**WORK ORDER:**
In the entries below, find the string "cloned" and return each line holding it.

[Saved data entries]
#####

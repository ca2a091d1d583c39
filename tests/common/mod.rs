#![allow(dead_code)]

use std::collections::{HashMap, HashSet};
use std::io::Cursor;
use std::sync::Mutex;

use serde_json::{Value, json};

use modrinth_downloader::cache::MemoryCache;
use modrinth_downloader::catalog::{Catalog, CatalogApi, RemoteFile};
use modrinth_downloader::domain::{Compatibility, TagKind};
use modrinth_downloader::error::DownloaderError;
use modrinth_downloader::models::{Collection, Entry, Project, Version};

pub const GAME_VERSION: &str = "1.20.1";
pub const LOADER: &str = "fabric";

#[derive(Default)]
pub struct MockCatalog {
    pub projects: HashMap<String, Value>,
    pub versions: HashMap<String, Value>,
    pub collections: HashMap<String, Value>,
    pub files: HashMap<String, Vec<u8>>,
    /// Urls whose declared length is larger than the body actually sent.
    pub short_files: HashSet<String>,
    pub failing_projects: HashSet<String>,
    pub version_batches: Mutex<Vec<usize>>,
    pub project_calls: Mutex<Vec<String>>,
    pub file_calls: Mutex<Vec<String>>,
}

impl MockCatalog {
    pub fn new() -> Self {
        Self::default()
    }

    pub fn with_project(mut self, project: Value) -> Self {
        let id = project["id"].as_str().unwrap().to_string();
        if let Some(slug) = project.get("slug").and_then(Value::as_str) {
            self.projects.insert(slug.to_string(), project.clone());
        }
        self.projects.insert(id, project);
        self
    }

    pub fn with_version(mut self, version: Value) -> Self {
        let id = version["id"].as_str().unwrap().to_string();
        for file in version["files"].as_array().into_iter().flatten() {
            let url = file["url"].as_str().unwrap().to_string();
            let size = file["size"].as_u64().unwrap_or(0) as usize;
            self.files.entry(url).or_insert_with(|| vec![b'x'; size]);
        }
        self.versions.insert(id, version);
        self
    }

    pub fn with_collection(mut self, id: &str, name: &str, projects: &[&str]) -> Self {
        self.collections.insert(
            id.to_string(),
            json!({"id": id, "name": name, "description": null, "projects": projects}),
        );
        self
    }

    pub fn failing_project(mut self, id: &str) -> Self {
        self.failing_projects.insert(id.to_string());
        self
    }

    pub fn short_file(mut self, url: &str) -> Self {
        self.short_files.insert(url.to_string());
        self
    }

    pub fn batches(&self) -> Vec<usize> {
        self.version_batches.lock().unwrap().clone()
    }

    pub fn project_calls(&self) -> Vec<String> {
        self.project_calls.lock().unwrap().clone()
    }

    pub fn file_calls(&self) -> usize {
        self.file_calls.lock().unwrap().len()
    }
}

fn not_found(endpoint: String) -> DownloaderError {
    DownloaderError::CatalogStatus {
        status: 404,
        endpoint,
        message: "not found".to_string(),
    }
}

fn parse<T: serde::de::DeserializeOwned>(
    endpoint: String,
    value: &Value,
) -> Result<T, DownloaderError> {
    serde_json::from_value(value.clone()).map_err(|err| DownloaderError::CatalogParse {
        endpoint,
        message: err.to_string(),
    })
}

impl CatalogApi for MockCatalog {
    fn tag_values(&self, kind: TagKind) -> Result<Vec<String>, DownloaderError> {
        Ok(match kind {
            TagKind::GameVersion => vec!["1.19.2".to_string(), GAME_VERSION.to_string()],
            TagKind::Loader => vec![
                LOADER.to_string(),
                "forge".to_string(),
                "quilt".to_string(),
            ],
        })
    }

    fn project(&self, id: &str) -> Result<Project, DownloaderError> {
        self.project_calls.lock().unwrap().push(id.to_string());
        let endpoint = format!("project/{id}");
        if self.failing_projects.contains(id) {
            return Err(DownloaderError::CatalogStatus {
                status: 500,
                endpoint,
                message: "boom".to_string(),
            });
        }
        let value = self
            .projects
            .get(id)
            .ok_or_else(|| not_found(endpoint.clone()))?;
        parse(endpoint, value)
    }

    fn versions(&self, ids: &[String]) -> Result<Vec<Value>, DownloaderError> {
        self.version_batches.lock().unwrap().push(ids.len());
        Ok(ids
            .iter()
            .filter_map(|id| self.versions.get(id).cloned())
            .collect())
    }

    fn version(&self, id: &str) -> Result<Version, DownloaderError> {
        let endpoint = format!("version/{id}");
        let value = self
            .versions
            .get(id)
            .ok_or_else(|| not_found(endpoint.clone()))?;
        parse(endpoint, value)
    }

    fn collection(&self, id: &str) -> Result<Collection, DownloaderError> {
        let endpoint = format!("collection/{id}");
        let value = self
            .collections
            .get(id)
            .ok_or_else(|| not_found(endpoint.clone()))?;
        parse(endpoint, value)
    }

    fn open_file(&self, url: &str) -> Result<RemoteFile, DownloaderError> {
        self.file_calls.lock().unwrap().push(url.to_string());
        let body = self
            .files
            .get(url)
            .cloned()
            .ok_or_else(|| DownloaderError::Download {
                url: url.to_string(),
                message: "server returned status 404".to_string(),
            })?;
        let total = if self.short_files.contains(url) {
            body.len() as u64 + 10
        } else {
            body.len() as u64
        };
        Ok(RemoteFile {
            total: Some(total),
            reader: Box::new(Cursor::new(body)),
        })
    }
}

pub fn project(id: &str, project_type: &str, loaders: &[&str], versions: &[&str]) -> Value {
    json!({
        "id": id,
        "slug": format!("{id}-slug"),
        "title": format!("Project {id}"),
        "description": null,
        "project_type": project_type,
        "game_versions": [GAME_VERSION],
        "loaders": loaders,
        "versions": versions
    })
}

pub fn fabric_mod(id: &str, versions: &[&str]) -> Value {
    project(id, "mod", &[LOADER], versions)
}

/// `dependencies`: (project id, dependency type, explicit version id).
pub fn version(
    id: &str,
    project_id: &str,
    loader: &str,
    dependencies: &[(&str, &str, Option<&str>)],
) -> Value {
    let dependencies: Vec<Value> = dependencies
        .iter()
        .map(|(project, kind, version)| {
            json!({
                "project_id": project,
                "version_id": version,
                "file_name": null,
                "dependency_type": kind
            })
        })
        .collect();
    json!({
        "id": id,
        "project_id": project_id,
        "name": id,
        "version_number": format!("{id}-number"),
        "changelog": null,
        "game_versions": [GAME_VERSION],
        "loaders": [loader],
        "files": [
            {
                "url": format!("https://cdn.example.test/{project_id}/{id}.jar"),
                "filename": format!("{id}.jar"),
                "primary": true,
                "size": 12
            },
            {
                "url": format!("https://cdn.example.test/{project_id}/{id}-sources.jar"),
                "filename": format!("{id}-sources.jar"),
                "primary": false,
                "size": 4
            }
        ],
        "dependencies": dependencies
    })
}

pub fn fabric_version(
    id: &str,
    project_id: &str,
    dependencies: &[(&str, &str, Option<&str>)],
) -> Value {
    version(id, project_id, LOADER, dependencies)
}

pub fn compatibility() -> Compatibility {
    Compatibility::new(GAME_VERSION, LOADER)
}

pub fn connect(api: MockCatalog) -> Catalog<MockCatalog, MemoryCache> {
    Catalog::connect(api, MemoryCache::new(), compatibility(), 100).unwrap()
}

pub fn project_ids(entries: &[Entry]) -> Vec<String> {
    entries
        .iter()
        .map(|entry| entry.project.id.clone())
        .collect()
}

#####

**PROBLEM SOLUTION:**
            .filter_map(|id| self.versions.get(id).cloned())
            .cloned()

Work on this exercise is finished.